OPTIONAL{?powerPlant prop:Longitude ?Longitude } .
OPTIONAL{?powerPlant prop:City ?City .
?City rdfs:label ?city } .
OPTIONAL{?powerPlant prop:State ?State .
?State rdfs:label ?state } .
{?powerPlant prop:Country ?Country .
?Country rdfs:label ?country } .
OPTIONAL{?powerPlant prop:Generation_capacity_electrical_MW ?Capacity_MW } .
OPTIONAL{?powerPlant prop:Primary_fuel_type ?Primary_fuel_type . 
?Primary_fuel_type rdfs:label ?Fuel_Type } .
OPTIONAL{?powerPlant prop:Status ?Status } . 
OPTIONAL{?powerPlant prop:Annual_Energyoutputnextdecade_MWh ?CARMA_future_estimated_annual_Power_output_MWh } .
OPTIONAL{?powerPlant prop:Annual_Carbonemissionsnextdecade_kg ?CARMA_future_estimated_annual_CO2_emmissions_kg } .
} order by ?Country ?Capacity_MW ?Name
  • If you change
select ?Name ...

to:

select ?powerPlant ?Name ...

You'll see it. Also, if you replace the entire first line with:

select * where { ...

This will show you the values of all the variables specified in the various query statements. --ChrisDavis (talk) 23:37, 26 March 2014 (CET)

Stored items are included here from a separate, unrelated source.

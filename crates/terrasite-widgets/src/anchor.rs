#![forbid(unsafe_code)]

//! In-page anchor navigation with a fixed-header offset.

use terrasite_core::layout::SectionRecord;

/// Height of the fixed header that in-page targets must clear.
pub const DEFAULT_HEADER_OFFSET: f64 = 80.0;

/// What a click on an anchor should do.
#[derive(Debug, Clone, Copy, PartialEq)]
pub enum AnchorOutcome {
    /// Not an in-page link, or the target does not exist: let the browser
    /// handle it.
    Ignore,
    /// A bare `#` link: suppress the jump, do not scroll.
    PreventOnly,
    /// Suppress the jump and smooth-scroll to `top`.
    ScrollTo {
        /// Document offset to scroll to.
        top: f64,
    },
}

/// Resolve an anchor href against the page's targets. The first target with
/// a matching id wins.
#[must_use]
pub fn resolve_anchor<'a>(
    href: &str,
    targets: impl IntoIterator<Item = &'a SectionRecord>,
    header_offset: f64,
) -> AnchorOutcome {
    if href.is_empty() || href == "#" {
        return AnchorOutcome::PreventOnly;
    }
    let Some(fragment) = href.strip_prefix('#') else {
        return AnchorOutcome::Ignore;
    };
    targets
        .into_iter()
        .find(|target| target.id == fragment)
        .map_or(AnchorOutcome::Ignore, |target| AnchorOutcome::ScrollTo {
            top: target.top - header_offset,
        })
}

#[cfg(test)]
mod tests {
    use super::*;

    fn sections() -> Vec<SectionRecord> {
        vec![
            SectionRecord::new("services", 900.0, 600.0),
            SectionRecord::new("contact", 1500.0, 400.0),
        ]
    }

    #[test]
    fn bare_hash_prevents_without_scrolling() {
        assert_eq!(resolve_anchor("#", &sections(), 80.0), AnchorOutcome::PreventOnly);
        assert_eq!(resolve_anchor("", &sections(), 80.0), AnchorOutcome::PreventOnly);
    }

    #[test]
    fn known_target_scrolls_below_header() {
        assert_eq!(
            resolve_anchor("#contact", &sections(), DEFAULT_HEADER_OFFSET),
            AnchorOutcome::ScrollTo { top: 1420.0 }
        );
    }

    #[test]
    fn missing_target_falls_through() {
        assert_eq!(resolve_anchor("#pricing", &sections(), 80.0), AnchorOutcome::Ignore);
    }

    #[test]
    fn non_section_target_resolves_when_listed() {
        let extra = [SectionRecord::new("newsletter", 2100.0, 0.0)];
        assert_eq!(
            resolve_anchor("#newsletter", sections().iter().chain(&extra), 80.0),
            AnchorOutcome::ScrollTo { top: 2020.0 }
        );
    }

    #[test]
    fn external_link_falls_through() {
        assert_eq!(resolve_anchor("about.html", &sections(), 80.0), AnchorOutcome::Ignore);
    }
}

  • Thats good to know, but when I use
select * where { ...

things like country and fuel type get returned as web URLs. Is there an easy way round that?

"select *" gets you everything, so to only get the text and not the URLs, you need to specify the variables you want to have returned (i.e. "select ?powerPlant ?country ?city"), similar to what's in the first line of the query at the top of the page. Also, the variable names are case-sensitive, so ?Country is not the same as ?country. In the statement:

?Country rdfs:label ?country

this indicates that ?Country is the URL, while ?country is the text value, or label for that URL. --ChrisDavis (talk) 10:59, 28 March 2014 (CET)

    • Actually there seems to be a bug in the way Virtuoso does the globbing of * since both Country and country display as URLs while the label displays OK if it differs by more than just casing from its object.Nono (talk) 22:24, 28 March 2014 (CET)
  • For Martin, Virtuoso allows a slightly lighter syntax that can come handy in some occasions. For example your query can be written as
select ?powerPlant+>rdfs:label as ?Name ?powerPlant*>prop:Latitude as ?Latitude ?powerPlant*>prop:Longitude as ?Longitude ?City*>rdfs:label as ?city
?State*>rdfs:label as ?state ?Country+>rdfs:label as ?country ?Primary_fuel_type*>rdfs:label as ?Fuel_Type
?powerPlant*>prop:Generation_capacity_electrical_MW as ?Capacity_MW ?powerPlant*>prop:Status as ?Status
?powerPlant*>prop:Annual_Energyoutputnextdecade_MWh as ?CARMA_future_estimated_annual_Power_output_MWh
?powerPlant*>prop:Annual_Carbonemissionsnextdecade_kg as ?CARMA_future_estimated_annual_CO2_emmissions_kg {
?powerPlant prop:Continent a:Africa .
OPTIONAL{?powerPlant prop:City ?City  } .
OPTIONAL{?powerPlant prop:State ?State  } .
?powerPlant prop:Country ?Country .
OPTIONAL{?powerPlant prop:Primary_fuel_type ?Primary_fuel_type } .
} order by ?Country ?Capacity_MW ?Name

This way, your query stays the same and you can just choose in your select statement if you prefer to display objects as URLs or labels. Nono (talk) 22:24, 28 March 2014 (CET)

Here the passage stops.